Saved entries

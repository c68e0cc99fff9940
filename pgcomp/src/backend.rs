//! Adapters for the general-purpose compressors the output streams are
//! handed to.

use std::fmt::Debug;
use std::io::{Read, Write};

use anyhow::Context;
use flate2::read::DeflateDecoder;
use flate2::write::DeflateEncoder;
use log::debug;

const BUFFER_SIZE: usize = 4096;
const DEFAULT_BROTLI_WINDOW_BITS: u32 = 22;
const MIN_BROTLI_WINDOW_BITS: u32 = 10;
const MAX_BROTLI_WINDOW_BITS: u32 = 24;

#[derive(Debug, Copy, Clone, Eq, PartialEq, Ord, PartialOrd)]
pub struct CompressionLevel(u8);

impl CompressionLevel {
    pub const MIN: CompressionLevel = CompressionLevel(1);
    pub const MAX: CompressionLevel = CompressionLevel(9);

    #[must_use]
    pub const fn new(value: u8) -> Self {
        assert!(value >= 1);
        assert!(value <= 9);

        Self(value)
    }

    #[must_use]
    pub const fn get(&self) -> u8 {
        self.0
    }
}

impl Default for CompressionLevel {
    fn default() -> Self {
        Self(7)
    }
}

pub trait CompressionBackend: Debug + Send + Sync {
    fn name(&self) -> &'static str;

    /// Compresses `data`; `period_hint` is the expected distance between
    /// repeats, if known.
    fn compress(
        &self,
        data: &[u8],
        level: CompressionLevel,
        period_hint: Option<usize>,
    ) -> anyhow::Result<Vec<u8>>;

    fn decompress(&self, data: &[u8]) -> anyhow::Result<Vec<u8>>;
}

#[derive(Debug, Copy, Clone, Default)]
pub struct BrotliBackend;

impl BrotliBackend {
    fn quality(level: CompressionLevel) -> u32 {
        level.get() as u32 + 2
    }

    fn window_bits(period_hint: Option<usize>) -> u32 {
        match period_hint {
            Some(period) => (usize::BITS - period.leading_zeros() + 1)
                .clamp(MIN_BROTLI_WINDOW_BITS, MAX_BROTLI_WINDOW_BITS),
            None => DEFAULT_BROTLI_WINDOW_BITS,
        }
    }
}

impl CompressionBackend for BrotliBackend {
    fn name(&self) -> &'static str {
        "brotli"
    }

    fn compress(
        &self,
        data: &[u8],
        level: CompressionLevel,
        period_hint: Option<usize>,
    ) -> anyhow::Result<Vec<u8>> {
        let mut compressed = Vec::new();
        {
            let mut writer = brotli::enc::writer::CompressorWriter::new(
                &mut compressed,
                BUFFER_SIZE,
                Self::quality(level),
                Self::window_bits(period_hint),
            );
            writer
                .write_all(data)
                .context("Could not compress data with Brotli")?;
        }

        debug!(
            "Compressed {} bytes into {} bytes with Brotli",
            data.len(),
            compressed.len()
        );
        Ok(compressed)
    }

    fn decompress(&self, data: &[u8]) -> anyhow::Result<Vec<u8>> {
        let mut decompressed = Vec::new();
        let mut reader = brotli::Decompressor::new(data, BUFFER_SIZE);
        reader
            .read_to_end(&mut decompressed)
            .context("Could not decompress Brotli data")?;

        Ok(decompressed)
    }
}

#[derive(Debug, Copy, Clone, Default)]
pub struct DeflateBackend;

impl CompressionBackend for DeflateBackend {
    fn name(&self) -> &'static str {
        "deflate"
    }

    fn compress(
        &self,
        data: &[u8],
        level: CompressionLevel,
        _period_hint: Option<usize>,
    ) -> anyhow::Result<Vec<u8>> {
        let mut encoder =
            DeflateEncoder::new(Vec::new(), flate2::Compression::new(level.get() as u32));
        encoder
            .write_all(data)
            .context("Could not compress data with Deflate")?;
        let compressed = encoder
            .finish()
            .context("Could not compress data with Deflate")?;

        debug!(
            "Compressed {} bytes into {} bytes with Deflate",
            data.len(),
            compressed.len()
        );
        Ok(compressed)
    }

    fn decompress(&self, data: &[u8]) -> anyhow::Result<Vec<u8>> {
        let mut decompressed = Vec::new();
        let mut reader = DeflateDecoder::new(data);
        reader
            .read_to_end(&mut decompressed)
            .context("Could not decompress Deflate data")?;

        Ok(decompressed)
    }
}

#[derive(Debug, Copy, Clone, Eq, PartialEq, Default)]
pub enum BackendKind {
    #[default]
    Brotli,
    Deflate,
}

impl BackendKind {
    pub const VALUES: [BackendKind; 2] = [BackendKind::Brotli, BackendKind::Deflate];

    #[must_use]
    pub fn backend(&self) -> Box<dyn CompressionBackend> {
        match self {
            BackendKind::Brotli => Box::new(BrotliBackend),
            BackendKind::Deflate => Box::new(DeflateBackend),
        }
    }

    #[must_use]
    pub fn name(&self) -> &'static str {
        match self {
            BackendKind::Brotli => "brotli",
            BackendKind::Deflate => "deflate",
        }
    }
}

▶ **Requirement**:
For each line of the entries that holds the word "CompressionLevel", pull that line out.

▶ **Reply**:
pub struct CompressionLevel(u8);
impl CompressionLevel {
    pub const MIN: CompressionLevel = CompressionLevel(1);
    pub const MAX: CompressionLevel = CompressionLevel(9);
impl Default for CompressionLevel {
        level: CompressionLevel,
    fn quality(level: CompressionLevel) -> u32 {
        level: CompressionLevel,
        level: CompressionLevel,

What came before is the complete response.